Il legislatore ha voluto introdurre nell’ordinamento, in modo progressivo, i nuovi modelli orari per le scuole, scaglionandone nel tempo l’entrata in vigore, la quale è immediata solo per le prime classi; per le classi successive, si garantisce invece la continuità dell’organizzazione didattica rispetto ai modelli anteriori alla riforma, mantenendoli dall’anno scolastico 2009/2010 e fino alla “graduale messa a regime”.

Pertanto sono illegittime le deliberazioni con cui il Consiglio d’Istituto stabilisca di adottare l’orario delle lezioni distribuito in cinque giorni settimanali, dal lunedì al venerdì, per complessive 27 ore, e non più l’orario di 30 ore, articolato in sei giorni settimanali, come avvenuto fino all’anno scolastico precedente, per tutte le classi, tranne le quinte, con coinvolgimento quindi anche delle classi intermedie.

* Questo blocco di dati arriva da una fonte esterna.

use crate::utils::error::{Result, TransferError};
use std::fmt;
use std::path::PathBuf;
use std::str::FromStr;
use std::time::Duration;

/// Bucket and object key an archive is uploaded to, written as `bucket/key`.
#[derive(Debug, Clone, PartialEq, Eq)]
pub struct UploadTarget {
    pub bucket: String,
    pub key: String,
}

impl UploadTarget {
    /// Splits on the first `/`; everything after it is the object key.
    pub fn parse(target: &str) -> Result<Self> {
        let (bucket, key) = target.split_once('/').ok_or_else(|| {
            TransferError::config(format!(
                "upload target '{}' must be of the form bucket/object-key",
                target
            ))
        })?;

        if bucket.is_empty() || key.is_empty() {
            return Err(TransferError::config(format!(
                "upload target '{}' has an empty bucket or object key",
                target
            )));
        }

        Ok(Self {
            bucket: bucket.to_string(),
            key: key.to_string(),
        })
    }
}

impl FromStr for UploadTarget {
    type Err = TransferError;

    fn from_str(s: &str) -> Result<Self> {
        Self::parse(s)
    }
}

impl fmt::Display for UploadTarget {
    fn fmt(&self, f: &mut fmt::Formatter<'_>) -> fmt::Result {
        write!(f, "{}/{}", self.bucket, self.key)
    }
}

#[derive(Debug, Clone, PartialEq, Eq)]
pub struct ArchiveSummary {
    pub path: PathBuf,
    pub entries: usize,
    pub bytes: u64,
}

#[derive(Debug, Clone, PartialEq, Eq)]
pub struct UploadReceipt {
    pub bucket: String,
    pub key: String,
    pub bytes: u64,
    pub e_tag: Option<String>,
}

#[derive(Debug, Clone)]
pub struct TransferReport {
    pub archive: ArchiveSummary,
    pub receipt: UploadReceipt,
    pub elapsed: Duration,
}

#[derive(Debug, Clone, Copy, PartialEq, Eq)]
pub enum Stage {
    Init,
    Fetching,
    Archiving,
    Uploading,
    Done,
    Failed,
}

impl fmt::Display for Stage {
    fn fmt(&self, f: &mut fmt::Formatter<'_>) -> fmt::Result {
        let name = match self {
            Stage::Init => "init",
            Stage::Fetching => "fetching",
            Stage::Archiving => "archiving",
            Stage::Uploading => "uploading",
            Stage::Done => "done",
            Stage::Failed => "failed",
        };
        f.write_str(name)
    }
}
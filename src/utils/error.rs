use thiserror::Error;

#[derive(Error, Debug)]
pub enum TransferError {
    #[error("git {step} failed ({status}): {stderr}")]
    Git {
        step: String,
        status: String,
        stderr: String,
    },

    #[error("directory '{path}' not found on branch '{branch}'")]
    PathNotFound { path: String, branch: String },

    #[error("Zip operation failed: {0}")]
    ZipError(#[from] zip::result::ZipError),

    #[error("Directory traversal failed: {0}")]
    WalkError(#[from] walkdir::Error),

    #[error("IO error: {0}")]
    IoError(#[from] std::io::Error),

    #[error("Archive is empty: no files found under {path}")]
    EmptyArchive { path: String },

    #[error("Upload to {bucket}/{key} failed: {message}")]
    Upload {
        bucket: String,
        key: String,
        message: String,
    },

    #[error("Configuration error: {message}")]
    ConfigError { message: String },

    #[error("Invalid value for '{field}' ({value}): {reason}")]
    InvalidConfigValueError {
        field: String,
        value: String,
        reason: String,
    },

    #[error("Missing required configuration: {field}")]
    MissingConfigError { field: String },
}

/// Failure classes of a transfer run. Every class is fatal.
#[derive(Debug, Clone, Copy, PartialEq, Eq)]
pub enum ErrorCategory {
    Vcs,
    Filesystem,
    Configuration,
    Transport,
}

impl TransferError {
    pub fn config(message: impl Into<String>) -> Self {
        TransferError::ConfigError {
            message: message.into(),
        }
    }

    pub fn category(&self) -> ErrorCategory {
        match self {
            TransferError::Git { .. } | TransferError::PathNotFound { .. } => ErrorCategory::Vcs,
            TransferError::ZipError(_)
            | TransferError::WalkError(_)
            | TransferError::IoError(_)
            | TransferError::EmptyArchive { .. } => ErrorCategory::Filesystem,
            TransferError::ConfigError { .. }
            | TransferError::InvalidConfigValueError { .. }
            | TransferError::MissingConfigError { .. } => ErrorCategory::Configuration,
            TransferError::Upload { .. } => ErrorCategory::Transport,
        }
    }

    pub fn recovery_suggestion(&self) -> &'static str {
        match self {
            TransferError::Git { .. } => {
                "Check that the repository URL is reachable and the branch exists"
            }
            TransferError::PathNotFound { .. } => {
                "Check --dir-path against the repository layout on that branch"
            }
            TransferError::EmptyArchive { .. } => "The directory contains no regular files",
            TransferError::ZipError(_)
            | TransferError::WalkError(_)
            | TransferError::IoError(_) => "Check free space and permissions of the temp directory",
            TransferError::Upload { .. } => {
                "Check the endpoint, credentials and that the bucket exists"
            }
            TransferError::ConfigError { .. }
            | TransferError::InvalidConfigValueError { .. }
            | TransferError::MissingConfigError { .. } => "Fix the flag or config file value",
        }
    }
}

pub type Result<T> = std::result::Result<T, TransferError>;
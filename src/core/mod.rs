pub mod engine;
pub mod pipeline;
pub mod workdir;

pub use crate::domain::model::{ArchiveSummary, Stage, TransferReport, UploadReceipt};
pub use crate::domain::ports::{ConfigProvider, Pipeline, Storage};
pub use crate::utils::error::Result;
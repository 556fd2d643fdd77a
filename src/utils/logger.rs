use tracing_subscriber::{layer::SubscriberExt, util::SubscriberInitExt, EnvFilter};

/// Output shape of log lines. Logs always go to stderr.
#[derive(Debug, Clone, Copy, PartialEq, Eq, Default)]
#[cfg_attr(feature = "cli", derive(clap::ValueEnum))]
pub enum LogFormat {
    #[default]
    Compact,
    Json,
}

fn default_filter(verbose: bool) -> EnvFilter {
    let fallback = if verbose {
        "push_transfer=debug,info"
    } else {
        "push_transfer=info"
    };
    EnvFilter::try_from_default_env().unwrap_or_else(|_| EnvFilter::new(fallback))
}

pub fn init_cli_logger(verbose: bool, format: LogFormat) {
    let registry = tracing_subscriber::registry().with(default_filter(verbose));

    match format {
        LogFormat::Compact => registry
            .with(
                tracing_subscriber::fmt::layer()
                    .with_writer(std::io::stderr)
                    .with_target(false)
                    .with_thread_ids(false)
                    .with_file(false)
                    .with_line_number(false)
                    .compact(),
            )
            .init(),
        LogFormat::Json => registry
            .with(
                tracing_subscriber::fmt::layer()
                    .with_writer(std::io::stderr)
                    .with_target(false)
                    .json(),
            )
            .init(),
    }
}
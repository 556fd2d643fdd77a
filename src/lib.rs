pub mod adapters;
pub mod config;
pub mod core;
pub mod domain;
pub mod utils;

#[cfg(feature = "cli")]
pub use config::cli::CliConfig;

pub use adapters::s3::{S3Storage, StorageSettings};
pub use config::{toml_config::TomlConfig, TransferConfig};
pub use crate::core::{engine::TransferEngine, pipeline::TransferPipeline};
pub use domain::model::{ArchiveSummary, TransferReport, UploadReceipt, UploadTarget};
pub use utils::error::{ErrorCategory, Result, TransferError};
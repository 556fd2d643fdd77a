use crate::adapters::s3::StorageSettings;
use crate::config::toml_config::TomlConfig;
use crate::config::{self, TransferConfig};
use crate::domain::model::UploadTarget;
use crate::utils::error::Result;
use crate::utils::logger::LogFormat;
use clap::Parser;
use std::path::PathBuf;

#[derive(Debug, Clone, Parser)]
#[command(name = "push-transfer", version)]
#[command(about = "Sparse-clone a repository directory with git, zip it, and upload it to MinIO")]
pub struct CliConfig {
    /// Git repo URL [default: archivematica-sampledata on GitHub]
    #[arg(long)]
    pub repo_url: Option<String>,

    /// Branch to fetch [default: master]
    #[arg(long)]
    pub branch: Option<String>,

    /// Path within repo to sparse-checkout [default: SampleTransfers/Images/pictures]
    #[arg(long)]
    pub dir_path: Option<String>,

    /// MinIO server endpoint, host:port or URL [default: localhost:7460]
    #[arg(long)]
    pub minio_endpoint: Option<String>,

    /// MinIO access key [default: minio]
    #[arg(long, env = "PUSH_TRANSFER_ACCESS_KEY", hide_env_values = true)]
    pub access_key: Option<String>,

    /// MinIO secret key [default: minio123]
    #[arg(long, env = "PUSH_TRANSFER_SECRET_KEY", hide_env_values = true)]
    pub secret_key: Option<String>,

    /// MinIO target bucket/object [default: sips/transfer.zip]
    #[arg(long)]
    pub minio_target: Option<String>,

    /// Use TLS when talking to the endpoint
    #[arg(long)]
    pub secure: bool,

    /// Region sent to the endpoint [default: us-east-1]
    #[arg(long)]
    pub region: Option<String>,

    /// TOML file supplying values for flags that are not given
    #[arg(long)]
    pub config: Option<PathBuf>,

    /// Validate the configuration and print the plan without running it
    #[arg(long)]
    pub dry_run: bool,

    #[arg(short, long, help = "Enable verbose output")]
    pub verbose: bool,

    #[arg(long, value_enum, default_value_t = LogFormat::Compact)]
    pub log_format: LogFormat,

    /// Log CPU and memory usage after each stage
    #[arg(long)]
    pub monitor: bool,
}

fn pick(flag: &Option<String>, file: Option<String>, default: &str) -> String {
    flag.clone()
        .or(file)
        .unwrap_or_else(|| default.to_string())
}

impl CliConfig {
    /// Merges flags, the optional config file, and built-in defaults.
    pub fn resolve(&self) -> Result<TransferConfig> {
        let file = match &self.config {
            Some(path) => TomlConfig::from_file(path)?,
            None => TomlConfig::default(),
        };
        self.resolve_with(file)
    }

    pub fn resolve_with(&self, file: TomlConfig) -> Result<TransferConfig> {
        let TomlConfig {
            repository,
            storage,
        } = file;

        let target = UploadTarget::parse(&pick(
            &self.minio_target,
            storage.target,
            config::DEFAULT_TARGET,
        ))?;

        let dir_path = pick(&self.dir_path, repository.dir_path, config::DEFAULT_DIR_PATH);

        Ok(TransferConfig {
            repo_url: pick(&self.repo_url, repository.url, config::DEFAULT_REPO_URL),
            branch: pick(&self.branch, repository.branch, config::DEFAULT_BRANCH),
            dir_path: dir_path.trim_end_matches('/').to_string(),
            target,
            storage: StorageSettings {
                endpoint: pick(&self.minio_endpoint, storage.endpoint, config::DEFAULT_ENDPOINT),
                access_key: pick(&self.access_key, storage.access_key, config::DEFAULT_ACCESS_KEY),
                secret_key: pick(&self.secret_key, storage.secret_key, config::DEFAULT_SECRET_KEY),
                secure: self.secure || storage.secure.unwrap_or(false),
                region: pick(&self.region, storage.region, config::DEFAULT_REGION),
            },
        })
    }
}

Le odierne ricorrenti, madri di alunni che frequentano la scuola primaria presso l’Istituto comprensivo statale “Padre Gabriele M. Allegra” di Valverde, hanno impugnato i provvedimenti con i quali, per l’anno scolastico 2012/2013, è stato stabilito di adottare l’orario delle lezioni distribuito in cinque giorni settimanali, dal lunedì al venerdì, per complessive 27 ore, e non più l’orario di 30 ore, articolato in sei giorni settimanali, come avvenuto fino all’anno scolastico precedente; esse lamentano che tale modifica è stata adottata per tutte le classi, tranne le quinte, con coinvolgimento quindi anche delle classi intermedie.

Il TAR Sicilia-Catania, sez. II, sentenza 18.02.2013 n° 523 accoglie la doglianza con la quale le madri lamentano, per le classi intermedie, il mancato mantenimento dell’orario di 30 ore settimanali, per il quale la scuola avrebbe dovuto optare utilizzando le economie realizzate attraverso la modifica del modulo nelle prime classi. Va in proposito sottolineato che, il Collegio, in base al principio jura novit curia, ritiene di poter ancorare la doglianza all’art. 4, comma quarto, del DPR n. 89/2009. Detta disposizione recita: “Le classi successive alla prima continuano a funzionare, dall’anno scolastico 2009/2010 e fino alla graduale messa a regime del modello previsto dal precedente comma 3, secondo i modelli orario in atto…”.

Come si vede, dalla norma poc’anzi richiamata è desumibile con chiarezza l’intenzione del legislatore di introdurre in modo progressivo i nuovi modelli orari, scaglionandone nel tempo l’entrata in vigore, la quale è immediata solo per le prime classi; per le classi successive, si garantisce invece la continuità dell’organizzazione didattica rispetto ai modelli anteriori alla riforma, mantenendoli dall’anno scolastico 2009/2010 e fino alla “graduale messa a regime”.